THE PROBLEM
Read the records and write them out again exactly.

#### RECORDS PROVIDED ####

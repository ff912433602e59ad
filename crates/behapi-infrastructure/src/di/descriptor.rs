//! Service descriptors
//!
//! A descriptor is the recipe for one service: how to obtain it (direct
//! constructor or a method of another service), its positional arguments,
//! the method calls applied once it exists and the tags it carries.
//! Descriptors stay editable until the service is first requested, which is
//! how the composition pass appends `add_bag` calls to the cleaner.

use std::collections::BTreeMap;
use std::sync::Arc;

use behapi_domain::error::Result;
use serde::Serialize;

use super::instance::{Arguments, Instance};
use crate::error_ext::ErrorContext;

/// Builds an instance from its resolved arguments
pub type Constructor = Arc<dyn Fn(&Arguments) -> Result<Instance> + Send + Sync>;

/// Builds an instance by calling a method of an already built factory
pub type FactoryMethod = Arc<dyn Fn(&Instance, &Arguments) -> Result<Instance> + Send + Sync>;

/// Applies a method call to a freshly built instance
pub type MethodInvoker = Arc<dyn Fn(&Instance, &Arguments) -> Result<()> + Send + Sync>;

/// Attributes of a tag occurrence
pub type TagAttributes = BTreeMap<String, serde_json::Value>;

/// A positional argument
#[derive(Debug, Clone, PartialEq)]
pub enum Argument {
    /// Literal value, deserialized by the receiver
    Value(serde_json::Value),
    /// Identifier of another service
    Reference(String),
}

impl Argument {
    /// Literal argument
    pub fn value(value: impl Into<serde_json::Value>) -> Self {
        Self::Value(value.into())
    }

    /// Literal argument serialized from any serde type
    pub fn serialized<T: Serialize>(value: &T) -> Result<Self> {
        let value =
            serde_json::to_value(value).context("Failed to serialize service argument")?;
        Ok(Self::Value(value))
    }

    /// Reference to another service
    pub fn reference(id: impl Into<String>) -> Self {
        Self::Reference(id.into())
    }

    /// Referenced identifier, if any
    pub fn as_reference(&self) -> Option<&str> {
        match self {
            Self::Reference(id) => Some(id),
            Self::Value(_) => None,
        }
    }
}

/// How a service is obtained
#[derive(Clone)]
pub enum Recipe {
    /// Direct construction
    Construct(Constructor),
    /// `service.method(arguments...)`
    Factory {
        /// Identifier of the factory service
        service: String,
        /// Name of the factory method, for diagnostics
        method: String,
        /// The call itself
        build: FactoryMethod,
    },
}

impl std::fmt::Debug for Recipe {
    fn fmt(&self, f: &mut std::fmt::Formatter<'_>) -> std::fmt::Result {
        match self {
            Self::Construct(_) => f.write_str("Construct"),
            Self::Factory {
                service, method, ..
            } => write!(f, "Factory({service}::{method})"),
        }
    }
}

/// A method invoked on the instance right after it is built
#[derive(Clone)]
pub struct MethodCall {
    name: String,
    arguments: Vec<Argument>,
    invoke: MethodInvoker,
}

impl MethodCall {
    /// Call `name` with `arguments`
    pub fn new<F>(name: impl Into<String>, arguments: Vec<Argument>, invoke: F) -> Self
    where
        F: Fn(&Instance, &Arguments) -> Result<()> + Send + Sync + 'static,
    {
        Self {
            name: name.into(),
            arguments,
            invoke: Arc::new(invoke),
        }
    }

    /// Method name
    pub fn name(&self) -> &str {
        &self.name
    }

    /// Arguments of the call
    pub fn arguments(&self) -> &[Argument] {
        &self.arguments
    }

    /// Apply the call to `target`
    pub fn invoke(&self, target: &Instance, arguments: &Arguments) -> Result<()> {
        (self.invoke)(target, arguments)
    }
}

impl std::fmt::Debug for MethodCall {
    fn fmt(&self, f: &mut std::fmt::Formatter<'_>) -> std::fmt::Result {
        f.debug_struct("MethodCall")
            .field("name", &self.name)
            .field("arguments", &self.arguments)
            .finish()
    }
}

/// A tag occurrence; a service may carry the same tag several times
#[derive(Debug, Clone, PartialEq)]
pub struct Tag {
    /// Tag name
    pub name: String,
    /// Free-form attributes
    pub attributes: TagAttributes,
}

impl Tag {
    /// Tag without attributes
    pub fn new(name: impl Into<String>) -> Self {
        Self {
            name: name.into(),
            attributes: TagAttributes::new(),
        }
    }

    /// Add an attribute
    pub fn with_attribute(
        mut self,
        name: impl Into<String>,
        value: impl Into<serde_json::Value>,
    ) -> Self {
        self.attributes.insert(name.into(), value.into());
        self
    }
}

/// Recipe, arguments, method calls and tags of one service
#[derive(Debug, Clone)]
pub struct ServiceDescriptor {
    recipe: Recipe,
    arguments: Vec<Argument>,
    calls: Vec<MethodCall>,
    tags: Vec<Tag>,
}

impl ServiceDescriptor {
    /// Service built by `constructor`
    pub fn construct<F>(constructor: F) -> Self
    where
        F: Fn(&Arguments) -> Result<Instance> + Send + Sync + 'static,
    {
        Self::with_recipe(Recipe::Construct(Arc::new(constructor)))
    }

    /// Service obtained by calling `method` on the service `factory`
    pub fn from_factory<F>(factory: impl Into<String>, method: impl Into<String>, build: F) -> Self
    where
        F: Fn(&Instance, &Arguments) -> Result<Instance> + Send + Sync + 'static,
    {
        Self::with_recipe(Recipe::Factory {
            service: factory.into(),
            method: method.into(),
            build: Arc::new(build),
        })
    }

    fn with_recipe(recipe: Recipe) -> Self {
        Self {
            recipe,
            arguments: Vec::new(),
            calls: Vec::new(),
            tags: Vec::new(),
        }
    }

    /// Append a positional argument
    pub fn with_argument(mut self, argument: Argument) -> Self {
        self.arguments.push(argument);
        self
    }

    /// Append a literal argument
    pub fn with_value(self, value: impl Into<serde_json::Value>) -> Self {
        self.with_argument(Argument::value(value))
    }

    /// Append a reference argument
    pub fn with_reference(self, id: impl Into<String>) -> Self {
        self.with_argument(Argument::reference(id))
    }

    /// Append a method call
    pub fn with_method_call<F>(self, name: impl Into<String>, arguments: Vec<Argument>, invoke: F) -> Self
    where
        F: Fn(&Instance, &Arguments) -> Result<()> + Send + Sync + 'static,
    {
        let mut this = self;
        this.add_method_call(MethodCall::new(name, arguments, invoke));
        this
    }

    /// Append a method call to an existing descriptor
    pub fn add_method_call(&mut self, call: MethodCall) {
        self.calls.push(call);
    }

    /// Add a tag occurrence
    pub fn with_tag(mut self, tag: Tag) -> Self {
        self.tags.push(tag);
        self
    }

    /// How the service is obtained
    pub fn recipe(&self) -> &Recipe {
        &self.recipe
    }

    /// Positional arguments
    pub fn arguments(&self) -> &[Argument] {
        &self.arguments
    }

    /// Method calls, in application order
    pub fn method_calls(&self) -> &[MethodCall] {
        &self.calls
    }

    /// Tag occurrences, in declaration order
    pub fn tags(&self) -> &[Tag] {
        &self.tags
    }

    /// Whether the service carries `tag` at least once
    pub fn has_tag(&self, tag: &str) -> bool {
        self.tags.iter().any(|t| t.name == tag)
    }

    /// Every service this one needs before it can exist
    ///
    /// Factory first, then arguments, then method call arguments.
    pub fn references(&self) -> Vec<&str> {
        let factory = match &self.recipe {
            Recipe::Factory { service, .. } => Some(service.as_str()),
            Recipe::Construct(_) => None,
        };
        factory
            .into_iter()
            .chain(self.arguments.iter().filter_map(Argument::as_reference))
            .chain(
                self.calls
                    .iter()
                    .flat_map(|call| call.arguments.iter().filter_map(Argument::as_reference)),
            )
            .collect()
    }
}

####

RESULT
repository ff912433602e59ad
filename crates/behapi-infrastructure/src/di/descriptor.rs
//! Service descriptors
//!
//! A descriptor is the recipe for one service: how to obtain it (direct
//! constructor or a method of another service), its positional arguments,
//! the method calls applied once it exists and the tags it carries.
//! Descriptors stay editable until the service is first requested, which is
//! how the composition pass appends `add_bag` calls to the cleaner.

use std::collections::BTreeMap;
use std::sync::Arc;

use behapi_domain::error::Result;
use serde::Serialize;

use super::instance::{Arguments, Instance};
use crate::error_ext::ErrorContext;

/// Builds an instance from its resolved arguments
pub type Constructor = Arc<dyn Fn(&Arguments) -> Result<Instance> + Send + Sync>;

/// Builds an instance by calling a method of an already built factory
pub type FactoryMethod = Arc<dyn Fn(&Instance, &Arguments) -> Result<Instance> + Send + Sync>;

/// Applies a method call to a freshly built instance
pub type MethodInvoker = Arc<dyn Fn(&Instance, &Arguments) -> Result<()> + Send + Sync>;

/// Attributes of a tag occurrence
pub type TagAttributes = BTreeMap<String, serde_json::Value>;

/// A positional argument
#[derive(Debug, Clone, PartialEq)]
pub enum Argument {
    /// Literal value, deserialized by the receiver
    Value(serde_json::Value),
    /// Identifier of another service
    Reference(String),
}

impl Argument {
    /// Literal argument
    pub fn value(value: impl Into<serde_json::Value>) -> Self {
        Self::Value(value.into())
    }

    /// Literal argument serialized from any serde type
    pub fn serialized<T: Serialize>(value: &T) -> Result<Self> {
        let value =
            serde_json::to_value(value).context("Failed to serialize service argument")?;
        Ok(Self::Value(value))
    }

    /// Reference to another service
    pub fn reference(id: impl Into<String>) -> Self {
        Self::Reference(id.into())
    }

    /// Referenced identifier, if any
    pub fn as_reference(&self) -> Option<&str> {
        match self {
            Self::Reference(id) => Some(id),
            Self::Value(_) => None,
        }
    }
}

/// How a service is obtained
#[derive(Clone)]
pub enum Recipe {
    /// Direct construction
    Construct(Constructor),
    /// `service.method(arguments...)`
    Factory {
        /// Identifier of the factory service
        service: String,
        /// Name of the factory method, for diagnostics
        method: String,
        /// The call itself
        build: FactoryMethod,
    },
}

impl std::fmt::Debug for Recipe {
    fn fmt(&self, f: &mut std::fmt::Formatter<'_>) -> std::fmt::Result {
        match self {
            Self::Construct(_) => f.write_str("Construct"),
            Self::Factory {
                service, method, ..
            } => write!(f, "Factory({service}::{method})"),
        }
    }
}

/// A method invoked on the instance right after it is built
#[derive(Clone)]
pub struct MethodCall {
    name: String,
    arguments: Vec<Argument>,
    invoke: MethodInvoker,
}

impl MethodCall {
    /// Call `name` with `arguments`
    pub fn new<F>(name: impl Into<String>, arguments: Vec<Argument>, invoke: F) -> Self
    where
        F: Fn(&Instance, &Arguments) -> Result<()> + Send + Sync + 'static,
    {
        Self {
            name: name.into(),
            arguments,
            invoke: Arc::new(invoke),
        }
    }

    /// Method name
    pub fn name(&self) -> &str {
        &self.name
    }

    /// Arguments of the call
    pub fn arguments(&self) -> &[Argument] {
        &self.arguments
    }

    /// Apply the call to `target`
    pub fn invoke(&self, target: &Instance, arguments: &Arguments) -> Result<()> {
        (self.invoke)(target, arguments)
    }
}

impl std::fmt::Debug for MethodCall {
    fn fmt(&self, f: &mut std::fmt::Formatter<'_>) -> std::fmt::Result {
        f.debug_struct("MethodCall")
            .field("name", &self.name)
            .field("arguments", &self.arguments)
            .finish()
    }
}

/// A tag occurrence; a service may carry the same tag several times
#[derive(Debug, Clone, PartialEq)]
pub struct Tag {
    /// Tag name
    pub name: String,
    /// Free-form attributes
    pub attributes: TagAttributes,
}

impl Tag {
    /// Tag without attributes
    pub fn new(name: impl Into<String>) -> Self {
        Self {
            name: name.into(),
            attributes: TagAttributes::new(),
        }
    }

    /// Add an attribute
    pub fn with_attribute(
        mut self,
        name: impl Into<String>,
        value: impl Into<serde_json::Value>,
    ) -> Self {
        self.attributes.insert(name.into(), value.into());
        self
    }
}

/// Recipe, arguments, method calls and tags of one service
#[derive(Debug, Clone)]
pub struct ServiceDescriptor {
    recipe: Recipe,
    arguments: Vec<Argument>,
    calls: Vec<MethodCall>,
    tags: Vec<Tag>,
}

impl ServiceDescriptor {
    /// Service built by `constructor`
    pub fn construct<F>(constructor: F) -> Self
    where
        F: Fn(&Arguments) -> Result<Instance> + Send + Sync + 'static,
    {
        Self::with_recipe(Recipe::Construct(Arc::new(constructor)))
    }

    /// Service obtained by calling `method` on the service `factory`
    pub fn from_factory<F>(factory: impl Into<String>, method: impl Into<String>, build: F) -> Self
    where
        F: Fn(&Instance, &Arguments) -> Result<Instance> + Send + Sync + 'static,
    {
        Self::with_recipe(Recipe::Factory {
            service: factory.into(),
            method: method.into(),
            build: Arc::new(build),
        })
    }

    fn with_recipe(recipe: Recipe) -> Self {
        Self {
            recipe,
            arguments: Vec::new(),
            calls: Vec::new(),
            tags: Vec::new(),
        }
    }

    /// Append a positional argument
    pub fn with_argument(mut self, argument: Argument) -> Self {
        self.arguments.push(argument);
        self
    }

    /// Append a literal argument
    pub fn with_value(self, value: impl Into<serde_json::Value>) -> Self {
        self.with_argument(Argument::value(value))
    }

    /// Append a reference argument
    pub fn with_reference(self, id: impl Into<String>) -> Self {
        self.with_argument(Argument::reference(id))
    }

    /// Append a method call
    pub fn with_method_call<F>(self, name: impl Into<String>, arguments: Vec<Argument>, invoke: F) -> Self
    where
        F: Fn(&Instance, &Arguments) -> Result<()> + Send + Sync + 'static,
    {
        let mut this = self;
        this.add_method_call(MethodCall::new(name, arguments, invoke));
        this
    }

    /// Append a method call to an existing descriptor
    pub fn add_method_call(&mut self, call: MethodCall) {
        self.calls.push(call);
    }

    /// Add a tag occurrence
    pub fn with_tag(mut self, tag: Tag) -> Self {
        self.tags.push(tag);
        self
    }

    /// How the service is obtained
    pub fn recipe(&self) -> &Recipe {
        &self.recipe
    }

    /// Positional arguments
    pub fn arguments(&self) -> &[Argument] {
        &self.arguments
    }

    /// Method calls, in application order
    pub fn method_calls(&self) -> &[MethodCall] {
        &self.calls
    }

    /// Tag occurrences, in declaration order
    pub fn tags(&self) -> &[Tag] {
        &self.tags
    }

    /// Whether the service carries `tag` at least once
    pub fn has_tag(&self, tag: &str) -> bool {
        self.tags.iter().any(|t| t.name == tag)
    }

    /// Every service this one needs before it can exist
    ///
    /// Factory first, then arguments, then method call arguments.
    pub fn references(&self) -> Vec<&str> {
        let factory = match &self.recipe {
            Recipe::Factory { service, .. } => Some(service.as_str()),
            Recipe::Construct(_) => None,
        };
        factory
            .into_iter()
            .chain(self.arguments.iter().filter_map(Argument::as_reference))
            .chain(
                self.calls
                    .iter()
                    .flat_map(|call| call.arguments.iter().filter_map(Argument::as_reference)),
            )
            .collect()
    }
}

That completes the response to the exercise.